**What you are asked to do**
Take the listing below and print exactly the lines starting at the line containing "payload (default AZDNS_DOMAIN)" and ending at the line containing "dry-run (default live)", both ends included, and no others.
Data section section start
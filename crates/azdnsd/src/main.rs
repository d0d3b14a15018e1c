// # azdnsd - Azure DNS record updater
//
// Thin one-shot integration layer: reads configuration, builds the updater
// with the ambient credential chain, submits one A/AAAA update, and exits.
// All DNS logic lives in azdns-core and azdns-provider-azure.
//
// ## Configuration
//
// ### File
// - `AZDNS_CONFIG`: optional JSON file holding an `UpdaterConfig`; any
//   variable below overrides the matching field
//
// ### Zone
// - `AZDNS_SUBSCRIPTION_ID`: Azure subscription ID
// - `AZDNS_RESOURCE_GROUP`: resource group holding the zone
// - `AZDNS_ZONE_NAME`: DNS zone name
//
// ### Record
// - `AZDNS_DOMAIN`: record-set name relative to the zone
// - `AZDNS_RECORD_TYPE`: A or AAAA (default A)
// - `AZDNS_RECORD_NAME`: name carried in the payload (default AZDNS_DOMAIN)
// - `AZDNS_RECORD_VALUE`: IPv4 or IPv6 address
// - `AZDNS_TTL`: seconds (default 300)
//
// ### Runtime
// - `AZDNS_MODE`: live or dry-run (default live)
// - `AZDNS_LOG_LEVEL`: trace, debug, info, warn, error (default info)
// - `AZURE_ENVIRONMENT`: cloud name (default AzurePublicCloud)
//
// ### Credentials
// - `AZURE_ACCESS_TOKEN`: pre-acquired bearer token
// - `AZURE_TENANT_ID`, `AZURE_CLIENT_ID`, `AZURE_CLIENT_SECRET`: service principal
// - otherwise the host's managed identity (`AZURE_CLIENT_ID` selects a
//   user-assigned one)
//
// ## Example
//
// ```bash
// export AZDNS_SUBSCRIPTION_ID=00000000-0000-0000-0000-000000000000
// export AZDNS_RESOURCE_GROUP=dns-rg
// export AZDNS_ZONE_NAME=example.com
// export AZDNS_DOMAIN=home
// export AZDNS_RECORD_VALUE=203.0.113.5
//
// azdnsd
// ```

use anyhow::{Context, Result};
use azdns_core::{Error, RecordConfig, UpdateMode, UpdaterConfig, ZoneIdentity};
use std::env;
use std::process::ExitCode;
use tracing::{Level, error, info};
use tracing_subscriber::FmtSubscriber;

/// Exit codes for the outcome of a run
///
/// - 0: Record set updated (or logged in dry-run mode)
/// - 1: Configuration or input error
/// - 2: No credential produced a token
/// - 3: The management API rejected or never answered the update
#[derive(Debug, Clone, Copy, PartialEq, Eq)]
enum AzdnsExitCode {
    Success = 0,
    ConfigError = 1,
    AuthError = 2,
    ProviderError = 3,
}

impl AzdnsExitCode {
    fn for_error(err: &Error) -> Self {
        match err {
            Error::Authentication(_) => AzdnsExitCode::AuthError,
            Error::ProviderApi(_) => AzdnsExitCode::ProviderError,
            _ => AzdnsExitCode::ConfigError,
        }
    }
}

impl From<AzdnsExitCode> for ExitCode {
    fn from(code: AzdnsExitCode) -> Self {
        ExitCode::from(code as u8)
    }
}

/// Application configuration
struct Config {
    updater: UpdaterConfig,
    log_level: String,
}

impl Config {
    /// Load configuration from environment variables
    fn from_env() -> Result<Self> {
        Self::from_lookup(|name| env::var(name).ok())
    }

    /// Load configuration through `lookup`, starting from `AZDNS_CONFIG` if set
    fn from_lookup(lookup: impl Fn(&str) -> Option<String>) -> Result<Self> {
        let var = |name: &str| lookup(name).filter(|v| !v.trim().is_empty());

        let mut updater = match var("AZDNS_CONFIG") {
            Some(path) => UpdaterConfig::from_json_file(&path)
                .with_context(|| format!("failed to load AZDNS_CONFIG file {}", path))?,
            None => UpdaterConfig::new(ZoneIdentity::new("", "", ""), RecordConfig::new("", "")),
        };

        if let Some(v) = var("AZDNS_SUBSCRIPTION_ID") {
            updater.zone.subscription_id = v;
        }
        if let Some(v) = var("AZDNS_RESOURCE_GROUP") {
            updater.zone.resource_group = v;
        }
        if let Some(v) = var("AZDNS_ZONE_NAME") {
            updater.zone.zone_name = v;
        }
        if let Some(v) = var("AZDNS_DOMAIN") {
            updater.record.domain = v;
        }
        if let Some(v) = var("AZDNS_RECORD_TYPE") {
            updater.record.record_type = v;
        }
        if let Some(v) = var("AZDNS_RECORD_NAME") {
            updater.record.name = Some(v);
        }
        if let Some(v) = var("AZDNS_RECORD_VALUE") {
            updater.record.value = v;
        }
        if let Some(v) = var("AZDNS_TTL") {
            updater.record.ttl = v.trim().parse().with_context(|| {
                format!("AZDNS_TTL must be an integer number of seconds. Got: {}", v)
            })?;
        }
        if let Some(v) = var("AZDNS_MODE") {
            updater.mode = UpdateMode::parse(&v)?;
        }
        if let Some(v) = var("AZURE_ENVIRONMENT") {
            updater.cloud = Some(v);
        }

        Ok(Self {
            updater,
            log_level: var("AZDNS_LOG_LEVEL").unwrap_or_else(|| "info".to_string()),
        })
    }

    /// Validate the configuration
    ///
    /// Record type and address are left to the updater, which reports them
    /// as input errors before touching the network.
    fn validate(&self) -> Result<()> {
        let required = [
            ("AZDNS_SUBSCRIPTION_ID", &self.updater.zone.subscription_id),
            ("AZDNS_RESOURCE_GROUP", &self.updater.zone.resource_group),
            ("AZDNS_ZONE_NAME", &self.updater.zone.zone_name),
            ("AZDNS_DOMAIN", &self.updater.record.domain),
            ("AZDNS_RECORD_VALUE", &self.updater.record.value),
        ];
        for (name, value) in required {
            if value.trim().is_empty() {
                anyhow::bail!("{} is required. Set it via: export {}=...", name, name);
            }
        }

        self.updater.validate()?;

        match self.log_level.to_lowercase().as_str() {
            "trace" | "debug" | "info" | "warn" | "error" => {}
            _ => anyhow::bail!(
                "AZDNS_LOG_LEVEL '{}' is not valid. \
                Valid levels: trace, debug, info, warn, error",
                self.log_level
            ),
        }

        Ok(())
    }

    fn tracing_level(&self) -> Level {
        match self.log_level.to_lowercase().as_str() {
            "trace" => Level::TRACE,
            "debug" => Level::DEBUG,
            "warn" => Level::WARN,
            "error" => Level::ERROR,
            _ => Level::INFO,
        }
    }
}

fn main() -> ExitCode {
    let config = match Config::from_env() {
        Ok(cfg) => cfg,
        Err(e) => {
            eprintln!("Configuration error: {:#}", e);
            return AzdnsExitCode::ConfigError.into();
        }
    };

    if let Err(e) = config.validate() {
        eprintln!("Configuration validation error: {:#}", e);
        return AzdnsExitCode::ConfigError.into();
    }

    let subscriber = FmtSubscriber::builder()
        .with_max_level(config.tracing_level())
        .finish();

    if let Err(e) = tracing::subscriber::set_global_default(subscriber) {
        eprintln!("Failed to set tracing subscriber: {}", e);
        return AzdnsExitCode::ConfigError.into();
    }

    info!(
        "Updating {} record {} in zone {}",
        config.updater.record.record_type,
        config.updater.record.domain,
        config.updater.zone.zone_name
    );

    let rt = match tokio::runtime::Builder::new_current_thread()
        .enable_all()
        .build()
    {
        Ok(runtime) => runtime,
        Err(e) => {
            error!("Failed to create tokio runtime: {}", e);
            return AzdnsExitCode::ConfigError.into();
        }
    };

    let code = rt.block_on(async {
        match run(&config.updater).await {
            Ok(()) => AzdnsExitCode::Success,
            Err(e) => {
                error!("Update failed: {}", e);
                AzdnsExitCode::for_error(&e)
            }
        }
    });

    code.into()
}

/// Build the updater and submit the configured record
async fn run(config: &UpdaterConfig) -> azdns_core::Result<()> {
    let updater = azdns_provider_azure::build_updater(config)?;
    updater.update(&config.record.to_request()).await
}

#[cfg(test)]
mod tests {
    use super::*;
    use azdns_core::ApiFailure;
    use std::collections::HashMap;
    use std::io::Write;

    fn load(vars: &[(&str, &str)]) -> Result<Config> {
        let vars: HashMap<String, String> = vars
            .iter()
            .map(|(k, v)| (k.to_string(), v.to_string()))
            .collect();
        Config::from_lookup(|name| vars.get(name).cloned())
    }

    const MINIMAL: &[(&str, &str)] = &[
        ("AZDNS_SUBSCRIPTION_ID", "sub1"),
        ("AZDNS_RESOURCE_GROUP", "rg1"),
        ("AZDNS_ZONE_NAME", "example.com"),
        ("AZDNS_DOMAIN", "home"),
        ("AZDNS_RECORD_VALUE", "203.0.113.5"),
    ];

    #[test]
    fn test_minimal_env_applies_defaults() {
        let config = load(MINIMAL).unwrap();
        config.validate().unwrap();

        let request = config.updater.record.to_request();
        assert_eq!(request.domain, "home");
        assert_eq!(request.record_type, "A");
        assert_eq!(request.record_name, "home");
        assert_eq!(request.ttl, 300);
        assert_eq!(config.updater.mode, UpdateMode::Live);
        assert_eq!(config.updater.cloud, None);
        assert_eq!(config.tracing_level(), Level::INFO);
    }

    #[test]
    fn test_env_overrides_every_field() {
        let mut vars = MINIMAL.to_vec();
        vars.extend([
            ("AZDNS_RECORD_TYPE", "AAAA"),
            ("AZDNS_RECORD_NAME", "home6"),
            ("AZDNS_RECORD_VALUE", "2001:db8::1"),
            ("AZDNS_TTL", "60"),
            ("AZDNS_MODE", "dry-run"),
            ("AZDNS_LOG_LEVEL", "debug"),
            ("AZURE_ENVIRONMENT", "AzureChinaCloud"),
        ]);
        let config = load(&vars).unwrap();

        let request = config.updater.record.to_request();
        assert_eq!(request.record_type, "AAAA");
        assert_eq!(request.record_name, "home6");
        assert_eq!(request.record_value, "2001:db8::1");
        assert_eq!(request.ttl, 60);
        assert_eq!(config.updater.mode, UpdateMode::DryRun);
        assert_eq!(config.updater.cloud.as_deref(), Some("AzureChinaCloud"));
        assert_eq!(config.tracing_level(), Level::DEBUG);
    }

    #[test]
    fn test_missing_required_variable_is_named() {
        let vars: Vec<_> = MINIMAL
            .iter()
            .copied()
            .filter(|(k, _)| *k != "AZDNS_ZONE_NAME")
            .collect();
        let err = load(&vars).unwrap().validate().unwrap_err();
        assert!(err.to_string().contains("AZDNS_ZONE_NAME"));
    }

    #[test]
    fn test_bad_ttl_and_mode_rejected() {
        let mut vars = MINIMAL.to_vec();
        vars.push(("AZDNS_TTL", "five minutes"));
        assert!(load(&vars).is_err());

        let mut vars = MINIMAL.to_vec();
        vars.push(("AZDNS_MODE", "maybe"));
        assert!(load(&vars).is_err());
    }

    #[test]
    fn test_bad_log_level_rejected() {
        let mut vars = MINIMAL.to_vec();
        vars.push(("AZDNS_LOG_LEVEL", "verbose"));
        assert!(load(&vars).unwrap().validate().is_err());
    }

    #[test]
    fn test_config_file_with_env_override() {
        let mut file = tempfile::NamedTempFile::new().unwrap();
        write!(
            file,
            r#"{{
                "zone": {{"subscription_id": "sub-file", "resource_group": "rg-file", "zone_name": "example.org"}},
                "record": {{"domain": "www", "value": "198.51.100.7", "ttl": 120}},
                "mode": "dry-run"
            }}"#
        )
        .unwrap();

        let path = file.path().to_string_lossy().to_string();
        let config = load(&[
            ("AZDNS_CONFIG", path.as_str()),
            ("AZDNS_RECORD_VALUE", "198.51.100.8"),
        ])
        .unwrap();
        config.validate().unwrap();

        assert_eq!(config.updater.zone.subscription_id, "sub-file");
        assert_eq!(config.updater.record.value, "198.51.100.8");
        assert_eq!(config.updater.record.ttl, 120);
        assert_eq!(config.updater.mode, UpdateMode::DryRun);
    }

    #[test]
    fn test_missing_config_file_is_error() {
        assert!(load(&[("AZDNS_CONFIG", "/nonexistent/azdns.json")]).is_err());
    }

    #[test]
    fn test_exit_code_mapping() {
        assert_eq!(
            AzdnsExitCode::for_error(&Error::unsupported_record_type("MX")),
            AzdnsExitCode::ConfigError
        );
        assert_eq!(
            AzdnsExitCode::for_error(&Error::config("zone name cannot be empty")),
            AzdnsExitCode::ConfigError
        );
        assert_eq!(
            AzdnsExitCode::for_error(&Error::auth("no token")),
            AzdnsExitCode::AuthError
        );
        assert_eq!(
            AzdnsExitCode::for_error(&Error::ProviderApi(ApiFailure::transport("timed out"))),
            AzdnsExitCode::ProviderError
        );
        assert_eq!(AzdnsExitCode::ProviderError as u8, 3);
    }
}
Data section section end
**Solution for this problem**
// - `AZDNS_RECORD_NAME`: name carried in the payload (default AZDNS_DOMAIN)
// - `AZDNS_RECORD_VALUE`: IPv4 or IPv6 address
// - `AZDNS_TTL`: seconds (default 300)
//
// ### Runtime
// - `AZDNS_MODE`: live or dry-run (default live)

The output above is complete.